The commission responded by recycling the anger and diverting it towards the Anglo-Swedish firm. Stella Kyriakides, the EU’s health commissioner, pointed to large pre-payments Europe had made to get its production lines up and running—totalling over 300m—and demanded a return on its investment. Leaks pointed to a suspicion at the commission that AstraZeneca was sending Europe to the back of the queue, perhaps to satisfy other customers. Jens Spahn, Germany’s health minister, pleaded for Europe to restrict exports of doses produced in EU facilities.

On January 26th Britain, fearful lest such a policy might cut off its imports of the Pfizer vaccine from Belgium, warned of the perils of “vaccine nationalism”. It later emerged that the EU wanted AstraZeneca to compensate for shortfalls in European factories from its British facilities; since then, Britain has not repeated its appeals for cross-border solidarity.

The AstraZeneca delay is particularly unwelcome in Europe. Though its vaccine was not expected to be approved by EU regulators until January 29th (and may at first be reserved for under-55s), the company had promised lots of jabs quickly. A schedule of expected deliveries in France released on January 7th suggested that fully 62% of all inoculations in February were to be with the AstraZeneca serum.

Other EU countries will be in a very similar position. Given that much of Pfizer’s vaccine output now has to be reserved for second doses for those that have already have one Pfizer jab, some parts of Europe, such as Romania and bits of Italy, have already slowed down inoculations. Back-of-the-envelope estimates suggest far fewer first jabs could be administered than in recent weeks, at precisely the time Europe was hoping to increase them. That might mean longer lockdowns, deeper economic slumps and more irate voters (such as in the Netherlands, where riots broke out on three consecutive nights over curfews).

The delivery delays focused attention on the commission’s role as the central purchaser for the vaccine. Each country going it alone might have resulted in an unseemly free-for-all, leaving some Europeans jabbed and others not. But this left the European Commission in charge of a purchasing contract of the sort usually handled by member states. Unlike them, the Brussels bureaucracy is not well-versed in the intricacies of placing multi-billion-euro orders for the likes of fighter jets and new hospitals. Partly as a result, EU deals to secure vaccines were signed several months after those in Britain and America.

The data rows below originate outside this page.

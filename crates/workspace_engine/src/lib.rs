#![warn(missing_docs)]
//! Local-first workspace data engine: CRDT documents, an embedded SQL
//! replica, and server synchronization, as a library consumed by a host
//! shell (desktop, mobile, or test harness) that owns the event loop.

/// Configuration options.
pub mod config;

/// Error (common error types).
pub mod error;

/// Filesystem abstraction for file/avatar blobs.
pub mod fs;

/// CRDT document layer: schema-validated, causally-consistent documents.
pub mod crdt;

/// Mutation queue: durable, ordered record of local intents to sync.
pub mod queue;

/// Workspace store: the durable, queryable replica of one workspace's node graph.
pub mod store;

/// Synchronizer: drains the mutation queue and pulls authoritative updates.
pub mod sync;

/// Socket session: per-account WebSocket lifecycle and reconnection.
pub mod socket;

/// WebSocket wire transport: the concrete `SyncTransport` over `tokio-tungstenite`.
pub mod transport;

/// File transfer state machine.
pub mod transfer;

/// In-process event bus.
pub mod events;

/// Query handler registry with reference-counted subscriptions.
pub mod mediator;

/// Role hierarchies and per-node-type capability checks.
pub mod permission;

/// Path resolution for the persisted state layout.
pub mod paths;

/// Account/Workspace service lifecycle tree.
pub mod services;

pub use error::{EngineError, ErrorKind, Result};
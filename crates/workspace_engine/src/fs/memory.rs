//! In-memory blob storage, used in tests and WASM embeddings.

use std::collections::HashMap;
use std::io::{Error, ErrorKind, Result};
use std::path::{Path, PathBuf};
use std::sync::RwLock;

use super::BlobStore;

/// Blob storage backed by an in-process map, for tests and WASM hosts
/// that have no direct filesystem access.
#[derive(Default)]
pub struct InMemoryBlobStore {
    blobs: RwLock<HashMap<PathBuf, Vec<u8>>>,
}

impl InMemoryBlobStore {
    /// Create an empty store.
    pub fn new() -> Self {
        Self::default()
    }
}

impl BlobStore for InMemoryBlobStore {
    fn read(&self, path: &Path) -> Result<Vec<u8>> {
        self.blobs
            .read()
            .unwrap()
            .get(path)
            .cloned()
            .ok_or_else(|| Error::new(ErrorKind::NotFound, format!("no blob at {path:?}")))
    }

    fn write(&self, path: &Path, content: &[u8]) -> Result<()> {
        self.blobs
            .write()
            .unwrap()
            .insert(path.to_path_buf(), content.to_vec());
        Ok(())
    }

    fn delete(&self, path: &Path) -> Result<()> {
        self.blobs.write().unwrap().remove(path);
        Ok(())
    }

    fn exists(&self, path: &Path) -> bool {
        self.blobs.read().unwrap().contains_key(path)
    }

    fn create_dir_all(&self, _path: &Path) -> Result<()> {
        Ok(())
    }
}

#[cfg(test)]
mod tests {
    use super::*;

    #[test]
    fn write_then_read_round_trips() {
        let store = InMemoryBlobStore::new();
        let path = PathBuf::from("files/abc.png");
        store.write(&path, b"data").unwrap();
        assert!(store.exists(&path));
        assert_eq!(store.read(&path).unwrap(), b"data");
    }

    #[test]
    fn read_missing_errors() {
        let store = InMemoryBlobStore::new();
        assert!(store.read(Path::new("nope")).is_err());
    }
}
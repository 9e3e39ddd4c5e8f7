//! Storage abstraction for CRDT persistence.
//!
//! This module defines the [`CrdtStorage`] trait which abstracts over different
//! storage backends (SQLite, in-memory) for persisting CRDT documents and updates.
//! The workspace store (§4.2) uses one logical "document" per collaborative
//! node/document id, so this trait underlies both `NodeState`/`NodeUpdate` and
//! `DocumentState`/`DocumentUpdate` from §3.

use super::types::{CrdtUpdate, UpdateOrigin};
use crate::error::EngineError;

/// Result type for storage operations.
pub type StorageResult<T> = Result<T, EngineError>;

/// Trait for CRDT document storage backends.
///
/// # Storage model
///
/// 1. **Document snapshots** — compacted full state of a CRDT document.
/// 2. **Update log** — incremental updates for history, sync, and time-travel.
pub trait CrdtStorage: Send + Sync {
    /// Load the full document state as a binary blob. `None` if it doesn't exist.
    fn load_doc(&self, name: &str) -> StorageResult<Option<Vec<u8>>>;

    /// Save the full document state, overwriting any existing state.
    fn save_doc(&self, name: &str, state: &[u8]) -> StorageResult<()>;

    /// Delete a document and all its updates.
    fn delete_doc(&self, name: &str) -> StorageResult<()>;

    /// List all document names in storage.
    fn list_docs(&self) -> StorageResult<Vec<String>>;

    /// Append an incremental update to the update log. Returns the new update's id.
    fn append_update(&self, name: &str, update: &[u8], origin: UpdateOrigin) -> StorageResult<i64> {
        self.append_update_with_device(name, update, origin, None, None)
    }

    /// Append an incremental update with device attribution.
    fn append_update_with_device(
        &self,
        name: &str,
        update: &[u8],
        origin: UpdateOrigin,
        device_id: Option<&str>,
        device_name: Option<&str>,
    ) -> StorageResult<i64>;

    /// Append multiple updates atomically, in one transaction when the backend supports it.
    fn batch_append_updates(
        &self,
        updates: &[(&str, &[u8], UpdateOrigin)],
    ) -> StorageResult<Vec<i64>> {
        let mut ids = Vec::with_capacity(updates.len());
        for (name, update, origin) in updates {
            ids.push(self.append_update(name, update, *origin)?);
        }
        Ok(ids)
    }

    /// Get all updates for a document since a given update id (cursor-based pull, §4.4).
    fn get_updates_since(&self, name: &str, since_id: i64) -> StorageResult<Vec<CrdtUpdate>>;

    /// Get all updates for a document.
    fn get_all_updates(&self, name: &str) -> StorageResult<Vec<CrdtUpdate>>;

    /// Reconstruct document state at a specific point in history (time-travel).
    fn get_state_at(&self, name: &str, update_id: i64) -> StorageResult<Option<Vec<u8>>>;

    /// Compact old updates into the document snapshot, keeping only the most recent `keep_updates`.
    fn compact(&self, name: &str, keep_updates: usize) -> StorageResult<()>;

    /// Get the latest update id for a document. Returns 0 if no updates exist.
    fn get_latest_update_id(&self, name: &str) -> StorageResult<i64>;

    /// Rename a document, moving its snapshot and update log to a new name.
    fn rename_doc(&self, old_name: &str, new_name: &str) -> StorageResult<()>;
}
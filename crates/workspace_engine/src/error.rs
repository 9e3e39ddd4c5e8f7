//! Unified error type for the engine.
//!
//! Errors are categorised, not stringly-typed, so that each layer can decide
//! how to react (retry, surface, log-and-drop, trigger logout) without
//! string matching. See `ErrorKind` for the IPC-safe projection used when
//! crossing into a host shell.

use std::path::PathBuf;

use serde::Serialize;
use thiserror::Error;

/// Unified error type for engine operations.
#[derive(Debug, Error)]
pub enum EngineError {
    /// General I/O failure (blob read/write, path resolution).
    #[error("IO error: {0}")]
    Io(#[from] std::io::Error),

    /// SQLite failure from the workspace/account/app store.
    #[error("database error: {0}")]
    Database(#[from] rusqlite::Error),

    /// CRDT encode/decode/apply failure (corrupt update, schema walk failure).
    #[error("crdt error: {0}")]
    Crdt(String),

    /// JSON (de)serialization failure for node attributes / document content / mutation payloads.
    #[error("json error: {0}")]
    Json(#[from] serde_json::Error),

    /// TOML config parse failure.
    #[error("config parse error: {0}")]
    ConfigParse(#[from] toml::de::Error),

    /// TOML config serialize failure.
    #[error("config serialize error: {0}")]
    ConfigSerialize(#[from] toml::ser::Error),

    /// Schema or invariant violation detected locally. Not retried; surfaced to the caller.
    #[error("validation error: {0}")]
    Validation(String),

    /// Authentication/authorization failure observed during sync or cleanup.
    #[error("auth error: {0}")]
    Auth(#[from] AuthErrorKind),

    /// Network failure expected to be transient. Callers should retry with backoff.
    #[error("transient network error: {0}")]
    TransientNetwork(String),

    /// Server rejected an operation with an application-level error code.
    #[error("server error [{code}]: {message}")]
    ServerApplication {
        /// Closed-set error code from the server (see §6 of the spec: InvalidInput, Unauthorized, ...).
        code: String,
        /// Human-readable message from the server.
        message: String,
    },

    /// Post-write invariant violation (e.g. CRDT post-image failed to revalidate).
    /// Fatal for the enclosing transaction: abort, log, surface to the mediator.
    #[error("integrity error: {0}")]
    Integrity(String),

    /// Normal outcome of logout or teardown observed at a suspension point. Not logged as an error.
    #[error("operation cancelled")]
    Cancelled,

    /// Operation not supported by the current configuration (e.g. feature disabled at compile time).
    #[error("unsupported: {0}")]
    Unsupported(String),

    /// No config directory could be determined for this platform.
    #[error("could not determine config directory")]
    NoConfigDir,

    /// Workspace/account/server not found locally.
    #[error("not found: {0}")]
    NotFound(String),

    /// Invalid path passed to the path service.
    #[error("invalid path '{path}': {message}")]
    InvalidPath {
        /// Offending path.
        path: PathBuf,
        /// Why it is invalid.
        message: String,
    },
}

/// Sub-kinds of `EngineError::Auth`, mirroring the closed error-code set
/// the server returns (`TokenInvalid`, `Unauthorized`, ...).
#[derive(Debug, Clone, Copy, PartialEq, Eq, Error)]
pub enum AuthErrorKind {
    /// The session token is malformed or expired.
    #[error("token invalid")]
    TokenInvalid,
    /// The account is not permitted to perform the operation.
    #[error("unauthorized")]
    Unauthorized,
    /// The server has no record of this account.
    #[error("account not found")]
    AccountNotFound,
    /// The server has no record of this device.
    #[error("device not found")]
    DeviceNotFound,
}

impl AuthErrorKind {
    /// Whether this auth failure should trigger a local logout for the account.
    ///
    /// All four variants do when observed during sync (§7); only this is
    /// split out because cleanup-time handling differs (drop the staged
    /// token rather than logging the account out again).
    pub fn triggers_logout(self) -> bool {
        true
    }
}

/// Result type alias for engine operations.
pub type Result<T> = std::result::Result<T, EngineError>;

/// IPC/FFI-safe projection of `EngineError`, for crossing into a host shell.
#[derive(Debug, Clone, Serialize)]
pub struct ErrorKind {
    /// Error category name.
    pub kind: String,
    /// Human-readable message.
    pub message: String,
    /// Associated path, when applicable.
    pub path: Option<PathBuf>,
    /// Whether the caller should retry the operation.
    pub retryable: bool,
}

impl From<&EngineError> for ErrorKind {
    fn from(err: &EngineError) -> Self {
        let kind = match err {
            EngineError::Io(_) => "Io",
            EngineError::Database(_) => "Database",
            EngineError::Crdt(_) => "Crdt",
            EngineError::Json(_) => "Json",
            EngineError::ConfigParse(_) => "ConfigParse",
            EngineError::ConfigSerialize(_) => "ConfigSerialize",
            EngineError::Validation(_) => "Validation",
            EngineError::Auth(_) => "Auth",
            EngineError::TransientNetwork(_) => "TransientNetwork",
            EngineError::ServerApplication { .. } => "ServerApplication",
            EngineError::Integrity(_) => "Integrity",
            EngineError::Cancelled => "Cancelled",
            EngineError::Unsupported(_) => "Unsupported",
            EngineError::NoConfigDir => "NoConfigDir",
            EngineError::NotFound(_) => "NotFound",
            EngineError::InvalidPath { .. } => "InvalidPath",
        }
        .to_string();

        let path = match err {
            EngineError::InvalidPath { path, .. } => Some(path.clone()),
            _ => None,
        };

        let retryable = matches!(
            err,
            EngineError::TransientNetwork(_) | EngineError::Io(_)
        );

        Self {
            kind,
            message: err.to_string(),
            path,
            retryable,
        }
    }
}

impl From<EngineError> for ErrorKind {
    fn from(err: EngineError) -> Self {
        ErrorKind::from(&err)
    }
}

impl EngineError {
    /// Convert to a serializable representation for IPC.
    pub fn to_error_kind(&self) -> ErrorKind {
        ErrorKind::from(self)
    }

    /// `Cancelled` is a normal outcome, never a bug to log loudly.
    pub fn is_cancelled(&self) -> bool {
        matches!(self, EngineError::Cancelled)
    }
}

#[cfg(test)]
mod tests {
    use super::*;

    #[test]
    fn auth_error_kind_always_triggers_logout() {
        assert!(AuthErrorKind::TokenInvalid.triggers_logout());
        assert!(AuthErrorKind::DeviceNotFound.triggers_logout());
    }

    #[test]
    fn transient_network_is_retryable() {
        let err = EngineError::TransientNetwork("timeout".into());
        assert!(err.to_error_kind().retryable);
    }

    #[test]
    fn validation_is_not_retryable() {
        let err = EngineError::Validation("bad schema".into());
        assert!(!err.to_error_kind().retryable);
    }

    #[test]
    fn cancelled_is_recognised() {
        assert!(EngineError::Cancelled.is_cancelled());
        assert!(!EngineError::Validation("x".into()).is_cancelled());
    }

    #[test]
    fn invalid_path_carries_path_in_error_kind() {
        let err = EngineError::InvalidPath {
            path: PathBuf::from("/tmp/x"),
            message: "missing parent".into(),
        };
        let kind = err.to_error_kind();
        assert_eq!(kind.path, Some(PathBuf::from("/tmp/x")));
    }
}
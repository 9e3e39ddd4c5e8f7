//! Schema description used to validate and diff JSON projections of CRDT
//! documents (§4.1).
//!
//! This is the "Zod schemas as runtime validators" design note (§9) made
//! concrete: instead of deriving validators from Rust types at compile time,
//! a `Schema` value describes the shape a node's `attributes` or a
//! document's `content` is expected to have, and is interpreted at runtime
//! by both the validator and the diff walker. That keeps the union/optional
//! resolution semantics ("first alternative that validates wins") explicit
//! and shared between validation and diffing instead of duplicated.

use serde_json::Value;

/// Describes the expected shape of a JSON value inside a CRDT document.
#[derive(Debug, Clone)]
pub enum Schema {
    /// A fixed set of named fields, each with its own schema.
    Object(Vec<(String, Schema)>),
    /// A homogeneous map with dynamic keys, all values sharing one schema.
    Record(Box<Schema>),
    /// A homogeneous list.
    Array(Box<Schema>),
    /// Character-level collaborative text (diffed via `text_diff`).
    Text,
    /// A JSON scalar: string, number, bool, or null.
    Primitive,
    /// The value must validate against at least one of the alternatives;
    /// the first alternative that validates is authoritative for diffing.
    Union(Vec<Schema>),
    /// Shorthand for `Union([inner, Primitive-null])`: the field may be absent or null.
    Optional(Box<Schema>),
}

impl Schema {
    /// Convenience constructor for a field that may be omitted or `null`.
    pub fn optional(inner: Schema) -> Schema {
        Schema::Optional(Box::new(inner))
    }

    /// Whether `value` conforms to this schema.
    pub fn validate(&self, value: &Value) -> bool {
        match self {
            Schema::Object(fields) => match value.as_object() {
                Some(obj) => fields.iter().all(|(name, schema)| {
                    match obj.get(name) {
                        Some(v) => schema.validate(v),
                        // A missing key only validates if its schema accepts null/absence.
                        None => schema.accepts_absence(),
                    }
                }),
                None => false,
            },
            Schema::Record(value_schema) => match value.as_object() {
                Some(obj) => obj.values().all(|v| value_schema.validate(v)),
                None => false,
            },
            Schema::Array(item_schema) => match value.as_array() {
                Some(items) => items.iter().all(|v| item_schema.validate(v)),
                None => false,
            },
            Schema::Text => value.is_string(),
            Schema::Primitive => {
                value.is_string() || value.is_number() || value.is_boolean() || value.is_null()
            }
            Schema::Union(variants) => variants.iter().any(|s| s.validate(value)),
            Schema::Optional(inner) => value.is_null() || inner.validate(value),
        }
    }

    /// Whether a field with this schema may legally be absent from its parent object.
    fn accepts_absence(&self) -> bool {
        matches!(self, Schema::Optional(_))
    }

    /// The first alternative schema that validates `value`, for resolving
    /// unions during diffing. Returns `self` for non-union schemas.
    ///
    /// `Optional(inner)` also validates an explicit `null` (see `validate`
    /// above), so `null` must resolve to something the diff walker knows how
    /// to handle rather than falling through to the `Optional` variant
    /// itself — it always resolves to `Primitive`, since `null` is never a
    /// meaningful object/array/text value to recurse into.
    pub fn resolve<'a>(&'a self, value: &Value) -> &'a Schema {
        match self {
            Schema::Union(variants) => variants
                .iter()
                .find(|s| s.validate(value))
                .unwrap_or(self),
            Schema::Optional(inner) => {
                if value.is_null() {
                    &PRIMITIVE_SCHEMA
                } else {
                    inner.resolve(value)
                }
            }
            other => other,
        }
    }
}

const PRIMITIVE_SCHEMA: Schema = Schema::Primitive;

#[cfg(test)]
mod tests {
    use super::*;
    use serde_json::json;

    #[test]
    fn object_schema_rejects_missing_required_field() {
        let schema = Schema::Object(vec![
            ("title".into(), Schema::Primitive),
            ("body".into(), Schema::Text),
        ]);
        assert!(!schema.validate(&json!({"title": "x"})));
        assert!(schema.validate(&json!({"title": "x", "body": "y"})));
    }

    #[test]
    fn optional_field_may_be_absent_or_null() {
        let schema = Schema::Object(vec![(
            "description".into(),
            Schema::optional(Schema::Primitive),
        )]);
        assert!(schema.validate(&json!({})));
        assert!(schema.validate(&json!({"description": null})));
        assert!(schema.validate(&json!({"description": "hi"})));
    }

    #[test]
    fn record_schema_validates_every_value() {
        let schema = Schema::Record(Box::new(Schema::Primitive));
        assert!(schema.validate(&json!({"a": 1, "b": "two"})));
        assert!(!schema.validate(&json!({"a": {"nested": true}})));
    }

    #[test]
    fn union_resolves_to_first_matching_alternative() {
        let schema = Schema::Union(vec![
            Schema::Object(vec![("kind".into(), Schema::Primitive)]),
            Schema::Primitive,
        ]);
        let resolved = schema.resolve(&json!("plain string"));
        assert!(matches!(resolved, Schema::Primitive));
    }

    #[test]
    fn array_schema_validates_each_item() {
        let schema = Schema::Array(Box::new(Schema::Primitive));
        assert!(schema.validate(&json!([1, "two", true])));
        assert!(!schema.validate(&json!([1, {"x": 1}])));
    }
}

As much as it has huffed and puffed, the EU seems to have few recourses against AstraZeneca. The contract it signed is not public, but another one, thought to be similar, is. It suggests that vaccine suppliers hold all the cards in case of delays. Pascal Soriot, boss of AstraZeneca, said the deal his firm signed with the EU was “not a commitment” to Europe, merely a promise to try to supply doses quickly. In an interview with European newspapers, he said the EU was being treated fairly—but that it should have tempered its expectations, and placed its order earlier.

Having pre-fed AstraZeneca all the carrot and left itself with no stick, Europe is left with few options. It is hardly likely to cancel its order of vaccines—a delayed jab is almost infinitely better than none at all. Any money that the commission could recoup would be insignificant, and would probably take years to arrive.

Hence the explosive idea from Mr Spahn to curb exports. Such an approach would jar with European proclamations of the importance of free trade, and of sharing vaccine supplies beyond the rich world. Others despaired. How could the EU credibly deal with protectionism by, say, India if it used export controls itself as a first resort in a scrap over vaccines, wondered one diplomat. “We feared a Singapore-on-Thames [in the shape of post-Brexit Britain]; these ideas are turning us into Cuba-on-the-Seine.” As tempers cooled, the commission seemed minded to implement a softer “transparency mechanism” designed not to block shipments but to track them. But the row is by no means over, and if the delays continue or worsen, the threat of export restrictions seems likely to re-emerge. In a crisis, it is often every man for himself, after all.